Les moyens seront présentés de façon croisée pour en favoriser la compréhension.
La fin de non-recevoir soulevée par la CRCAM et la société PREDICA se fonde sur le défaut de publication de l’assignation au titre du décret du 4 janvier 1955 portant réforme de la publicité foncière, défaut que la société WOK’N CO conteste.
S’agissant de l’opposabilité de la cession du fonds de commerce, Monsieur [D] et la SCI ASA la contestent tous deux, faisant valoir qu’elle a été signifiée tardivement au bailleur, le 6 février 2024, en méconnaissance de l’article 15 du bail commercial.

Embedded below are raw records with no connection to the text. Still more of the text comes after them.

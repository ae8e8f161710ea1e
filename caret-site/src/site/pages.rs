//! Public route handlers: pages, contact form, newsletter signup, theme toggle.

use axum::{
    Form, Router,
    body::Body,
    extract::State,
    http::{HeaderMap, StatusCode, header},
    response::{IntoResponse, Redirect, Response},
    routing::{get, post},
};
use axum_extra::extract::CookieJar;
use serde::Deserialize;
use std::sync::Arc;
use tracing::{debug, error, info};

use crate::backend::Backend;
use crate::models::{NewContactMessage, NewSubscriber};
use crate::render;
use crate::site::brand::Brand;
use crate::site::sections::{hero_words, landing_timelines};
use crate::site::templates::{
    LandingTemplate, NotFoundTemplate, PageContext, PrivacyTemplate, TermsTemplate, Toast,
};
use crate::site::theme::Theme;
use crate::site::timeline::Scheduler;

pub const CONTACT_SENT: &str = "Thanks for reaching out! We'll get back to you soon.";
pub const SUBSCRIBED: &str = "You're in! We'll keep you posted on the good stuff.";
pub const ALREADY_SUBSCRIBED: &str = "You're already subscribed!";
pub const GENERIC_ERROR: &str = "Something went wrong. Please try again.";

/// Browser side of the section timelines
const TIMELINE_JS: &str = include_str!("../../assets/timeline.js");

/// Class the page sets on `<html>` once script runs
const SCRIPT_SCOPE: &str = "html.js";

/// State shared by the public routes
pub struct SiteState {
    pub backend: Arc<dyn Backend>,
    pub brand: Brand,
    pub default_theme: Theme,
    initial_css: String,
    timelines_json: String,
}

impl SiteState {
    pub fn new(backend: Arc<dyn Backend>, brand: Brand, default_theme: Theme) -> Self {
        let timelines = landing_timelines(&brand);
        let initial_css = Scheduler::initial_stylesheet(&timelines, SCRIPT_SCOPE);
        let timelines_json = serde_json::to_string(&timelines)
            .map(|json| script_safe(&json))
            .unwrap_or_else(|e| {
                error!("Failed to serialize timelines: {}", e);
                "[]".to_string()
            });

        Self {
            backend,
            brand,
            default_theme,
            initial_css,
            timelines_json,
        }
    }

    fn page(&self, jar: &CookieJar, path: &'static str) -> PageContext<'_> {
        PageContext {
            brand: &self.brand,
            theme: Theme::resolve(jar, self.default_theme),
            path,
        }
    }
}

/// Keep JSON from closing the surrounding `<script>` element.
fn script_safe(json: &str) -> String {
    json.replace("</", "<\\/")
}

/// Build the public site router.
pub fn site_router(state: Arc<SiteState>) -> Router {
    Router::new()
        .route("/", get(landing))
        .route("/privacy", get(privacy))
        .route("/terms", get(terms))
        .route("/contact", post(contact_submit))
        .route("/subscribe", post(subscribe_submit))
        .route("/theme", post(toggle_theme))
        .route("/health", get(health))
        .route("/assets/timeline.js", get(timeline_js))
        .fallback(not_found)
        .with_state(state)
}

fn render_landing(state: &SiteState, jar: &CookieJar, toast: Option<Toast>) -> Response {
    let template = LandingTemplate {
        page: state.page(jar, "/"),
        hero_words: hero_words(&state.brand),
        toast,
        initial_css: &state.initial_css,
        timelines_json: &state.timelines_json,
    };
    render::html(&template)
}

async fn landing(State(state): State<Arc<SiteState>>, jar: CookieJar) -> Response {
    render_landing(&state, &jar, None)
}

async fn privacy(State(state): State<Arc<SiteState>>, jar: CookieJar) -> Response {
    let template = PrivacyTemplate {
        page: state.page(&jar, "/privacy"),
    };
    render::html(&template)
}

async fn terms(State(state): State<Arc<SiteState>>, jar: CookieJar) -> Response {
    let template = TermsTemplate {
        page: state.page(&jar, "/terms"),
    };
    render::html(&template)
}

async fn not_found(State(state): State<Arc<SiteState>>, jar: CookieJar) -> Response {
    let template = NotFoundTemplate {
        page: state.page(&jar, "/404"),
    };
    render::html_with_status(StatusCode::NOT_FOUND, &template)
}

async fn health() -> &'static str {
    "OK"
}

async fn timeline_js() -> Response {
    (
        [
            (header::CONTENT_TYPE, "text/javascript; charset=utf-8"),
            (header::CACHE_CONTROL, "public, max-age=3600"),
        ],
        TIMELINE_JS,
    )
        .into_response()
}

/// Contact form data.
#[derive(Deserialize)]
pub struct ContactForm {
    name: String,
    email: String,
    #[serde(default)]
    company: String,
    message: String,
}

async fn contact_submit(
    State(state): State<Arc<SiteState>>,
    jar: CookieJar,
    Form(form): Form<ContactForm>,
) -> Response {
    let message =
        match NewContactMessage::from_form(&form.name, &form.email, &form.company, &form.message) {
            Ok(message) => message,
            Err(reason) => return render_landing(&state, &jar, Some(Toast::error(reason))),
        };

    let toast = match state.backend.insert_message(&message).await {
        Ok(()) => {
            info!("Contact message received from {}", message.email);
            Toast::success(CONTACT_SENT)
        }
        Err(e) => {
            error!("Failed to store contact message: {}", e);
            Toast::error(GENERIC_ERROR)
        }
    };

    render_landing(&state, &jar, Some(toast))
}

/// Newsletter form data.
#[derive(Deserialize)]
pub struct SubscribeForm {
    email: String,
}

async fn subscribe_submit(
    State(state): State<Arc<SiteState>>,
    jar: CookieJar,
    Form(form): Form<SubscribeForm>,
) -> Response {
    let subscriber = match NewSubscriber::from_form(&form.email) {
        Ok(subscriber) => subscriber,
        Err(reason) => return render_landing(&state, &jar, Some(Toast::error(reason))),
    };

    let toast = match state.backend.insert_subscriber(&subscriber).await {
        Ok(()) => {
            info!("New newsletter subscriber");
            Toast::success(SUBSCRIBED)
        }
        Err(e) if e.is_unique_violation() => {
            debug!("Duplicate newsletter signup");
            Toast::success(ALREADY_SUBSCRIBED)
        }
        Err(e) => {
            error!("Failed to store newsletter subscriber: {}", e);
            Toast::error(GENERIC_ERROR)
        }
    };

    render_landing(&state, &jar, Some(toast))
}

/// Flip the visitor's theme and return to the page they came from.
async fn toggle_theme(
    State(state): State<Arc<SiteState>>,
    jar: CookieJar,
    headers: HeaderMap,
) -> Response {
    let theme = Theme::resolve(&jar, state.default_theme).toggled();
    let location = referer_path(&headers);

    Response::builder()
        .status(StatusCode::SEE_OTHER)
        .header(header::LOCATION, location.as_str())
        .header(header::SET_COOKIE, theme.cookie())
        .body(Body::empty())
        .unwrap_or_else(|_| Redirect::to("/").into_response())
}

/// Local path of the `Referer` header, `/` when absent or unusable.
///
/// Only the path (and query) is kept so the redirect never leaves the site.
fn referer_path(headers: &HeaderMap) -> String {
    let Some(referer) = headers
        .get(header::REFERER)
        .and_then(|v| v.to_str().ok())
    else {
        return "/".to_string();
    };

    let path = match referer.split_once("://") {
        Some((_, rest)) => rest.find('/').map(|i| &rest[i..]).unwrap_or("/"),
        None => referer,
    };

    if path.starts_with('/') && !path.starts_with("//") {
        path.to_string()
    } else {
        "/".to_string()
    }
}

#[cfg(test)]
mod tests {
    use super::*;
    use axum::http::HeaderValue;

    fn with_referer(value: &str) -> HeaderMap {
        let mut headers = HeaderMap::new();
        headers.insert(header::REFERER, HeaderValue::from_str(value).unwrap());
        headers
    }

    #[test]
    fn test_referer_path() {
        assert_eq!(referer_path(&HeaderMap::new()), "/");
        assert_eq!(
            referer_path(&with_referer("https://caretdesign.co/privacy")),
            "/privacy"
        );
        assert_eq!(referer_path(&with_referer("http://localhost:8080")), "/");
        assert_eq!(referer_path(&with_referer("/terms?x=1")), "/terms?x=1");
        assert_eq!(referer_path(&with_referer("//evil.example/")), "/");
    }

    #[test]
    fn test_script_safe() {
        assert_eq!(script_safe(r#"{"a":"</script>"}"#), r#"{"a":"<\/script>"}"#);
    }
}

La société WOK’N CO soutient que la dénonciation de l’acte de cession au bailleur a été faite le 30 janvier 2024 par courrier et mail, puis par voie de signification en février 2024. Elle reconnait un retard de 10 jours dans la dénonciation, dû aux délais postaux, mais estime que ce retard ne caractérise pas une infraction d’une gravité suffisante pour fonder une inopposabilité de la cession. La société WOK’N CO ajoute que Monsieur [D] n’invoque ni ne justifie d’un préjudice que lui aurait causé ce retard.

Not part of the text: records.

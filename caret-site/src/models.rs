//! Row types for the two backend tables.
//!
//! Rows are owned by the hosted backend: ids are assigned at insert time and
//! `created_at` is kept exactly as the backend returned it.

use chrono::DateTime;
use serde::{Deserialize, Serialize};

/// Table holding contact form submissions
pub const CONTACT_MESSAGES: &str = "contact_messages";

/// Table holding newsletter signups (unique on `email`)
pub const NEWSLETTER_SUBSCRIBERS: &str = "newsletter_subscribers";

/// A contact form submission.
#[derive(Debug, Clone, PartialEq, Eq, Deserialize, Serialize)]
pub struct ContactMessage {
    pub id: String,
    pub name: String,
    pub email: String,
    #[serde(default)]
    pub company: Option<String>,
    pub message: String,
    pub created_at: String,
    #[serde(default)]
    pub read: bool,
}

impl ContactMessage {
    /// Human readable creation time for the dashboard.
    pub fn created_at_display(&self) -> String {
        format_timestamp(&self.created_at)
    }
}

/// A newsletter subscriber.
#[derive(Debug, Clone, PartialEq, Eq, Deserialize, Serialize)]
pub struct NewsletterSubscriber {
    pub id: String,
    pub email: String,
    pub created_at: String,
}

impl NewsletterSubscriber {
    pub fn created_at_display(&self) -> String {
        format_timestamp(&self.created_at)
    }
}

/// Insert payload for `contact_messages`.
#[derive(Debug, Clone, PartialEq, Eq, Serialize)]
pub struct NewContactMessage {
    pub name: String,
    pub email: String,
    pub company: Option<String>,
    pub message: String,
}

impl NewContactMessage {
    /// Build a submission from raw form input.
    ///
    /// Fields are trimmed and a blank company becomes `None`. Returns a
    /// user-facing message when a required field is missing.
    pub fn from_form(
        name: &str,
        email: &str,
        company: &str,
        message: &str,
    ) -> Result<Self, &'static str> {
        let name = name.trim();
        let email = email.trim();
        let company = company.trim();
        let message = message.trim();

        if name.is_empty() || message.is_empty() {
            return Err("Please fill in your name and a message.");
        }
        if !looks_like_email(email) {
            return Err("Please enter a valid email address.");
        }

        Ok(Self {
            name: name.to_string(),
            email: email.to_string(),
            company: (!company.is_empty()).then(|| company.to_string()),
            message: message.to_string(),
        })
    }
}

/// Insert payload for `newsletter_subscribers`.
#[derive(Debug, Clone, PartialEq, Eq, Serialize)]
pub struct NewSubscriber {
    pub email: String,
}

impl NewSubscriber {
    pub fn from_form(email: &str) -> Result<Self, &'static str> {
        let email = email.trim();
        if !looks_like_email(email) {
            return Err("Please enter a valid email address.");
        }
        Ok(Self {
            email: email.to_string(),
        })
    }
}

/// Minimal shape check; the backend stays the source of truth.
fn looks_like_email(email: &str) -> bool {
    match email.split_once('@') {
        Some((local, domain)) => !local.is_empty() && !domain.is_empty(),
        None => false,
    }
}

/// Format a backend timestamp as e.g. `Jan 1, 2025, 12:00 AM` (UTC).
///
/// Falls back to the raw string when it is not RFC 3339.
pub fn format_timestamp(raw: &str) -> String {
    match DateTime::parse_from_rfc3339(raw) {
        Ok(dt) => dt.format("%b %-d, %Y, %I:%M %p").to_string(),
        Err(_) => raw.to_string(),
    }
}

#[cfg(test)]
mod tests {
    use super::*;

    #[test]
    fn test_parse_backend_rows() {
        let json = r#"[{
            "id": "6f1c",
            "name": "Ada",
            "email": "ada@example.com",
            "company": null,
            "message": "Hello",
            "created_at": "2025-01-01T00:00:00.123456+00:00",
            "read": false
        }]"#;
        let rows: Vec<ContactMessage> = serde_json::from_str(json).unwrap();
        assert_eq!(rows.len(), 1);
        assert_eq!(rows[0].company, None);
        assert!(!rows[0].read);
        assert_eq!(rows[0].created_at, "2025-01-01T00:00:00.123456+00:00");
    }

    #[test]
    fn test_format_timestamp() {
        assert_eq!(
            format_timestamp("2025-01-01T00:00:00Z"),
            "Jan 1, 2025, 12:00 AM"
        );
        assert_eq!(
            format_timestamp("2025-03-14T15:09:26.5+00:00"),
            "Mar 14, 2025, 03:09 PM"
        );
        assert_eq!(format_timestamp("yesterday"), "yesterday");
    }

    #[test]
    fn test_contact_form_blank_company_is_none() {
        let msg = NewContactMessage::from_form(" Ada ", "ada@example.com", "  ", "Hi").unwrap();
        assert_eq!(msg.name, "Ada");
        assert_eq!(msg.company, None);

        let json = serde_json::to_value(&msg).unwrap();
        assert!(json["company"].is_null());
    }

    #[test]
    fn test_contact_form_validation() {
        assert!(NewContactMessage::from_form("", "a@x.com", "", "Hi").is_err());
        assert!(NewContactMessage::from_form("Ada", "not-an-email", "", "Hi").is_err());
        assert!(NewContactMessage::from_form("Ada", "a@x.com", "", "   ").is_err());
    }

    #[test]
    fn test_subscriber_form() {
        assert_eq!(
            NewSubscriber::from_form(" a@x.com ").unwrap().email,
            "a@x.com"
        );
        assert!(NewSubscriber::from_form("@x.com").is_err());
        assert!(NewSubscriber::from_form("").is_err());
    }
}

La société ASA répond qu’aucune gravité et aucun préjudice ne sont exigés pour que l’inopposabilité soit retenue, et soutient avec Monsieur [D] que les circonstances postales décrites par la société WOK’N CO sont inopérantes, celle-ci ayant manqué de diligence.
Par ailleurs, Monsieur [D] et la SCI ASA se prévalent de la nullité de la signification de la cession, au visa de articles 425, 440, 473, 474, et 475 du code civil, celle-ci ayant été signifiée au bailleur mais non à sa tutrice.
La société WOK’N CO expose que les textes visés n’imposent pas de notifier les actes destinés à un majeur protégé à son tuteur, concernant uniquement les actes passés par le majeur. Elle relève que la première page du bail mentionne l’identité du tuteur mais ne mentionne pas son adresse, le bailleur ayant en outre élu domicile à son adresse personnelle. Elle ajoute que l’étude notariale avait sollicité de la locataire que sa réponse soit envoyée à sa propre adresse, sans communiquer celle du mandataire. Elle soutient qu’en tout état de cause, la tutrice du bailleur était avisée de la cession au plus tard le 22 janvier 2024.
S’agissant de la validité de la vente, la société WOK’N CO déduit de l’opposabilité de la cession du fonds de commerce la possibilité de se prévaloir d’un droit de préemption sur le local en qualité de locataire, au visa de l’article L.145-46-1 du code de commerce.
A l’inverse, Monsieur [D] et la SCI ASA considèrent que la société WOK’N CO ne peut se prévaloir d’un tel droit compte tenu de l’inopposabilité de la cession de fonds de commerce.
De plus, ils font valoir tous deux qu’en application de l’article susvisé, aucun droit de préemption ou de préférence n’était conféré à la demanderesse, s’agissant d’une « cession globale d’un immeuble comprenant des locaux commerciaux », soit un cas d’exception légale à son application.
La SCI ASA explique que l’acte de vente porte en effet sur deux lots de copropriété dans un même immeuble et bâtiment, à savoir le lot 1 à usage mixte de commerce et habitation, et le lot 30 à usage d’habitation.
La société WOK’N CO répond que cette exception n’est pas applicable alors que la vente ne concerne pas un « bâtiment » entier, mais des lots de copropriété, dont l’un (le local litigieux) est de nature commerciale, ainsi qu’en atteste le bail en son chapitre 3, peu important la présence d’un logement de fonction en son sein.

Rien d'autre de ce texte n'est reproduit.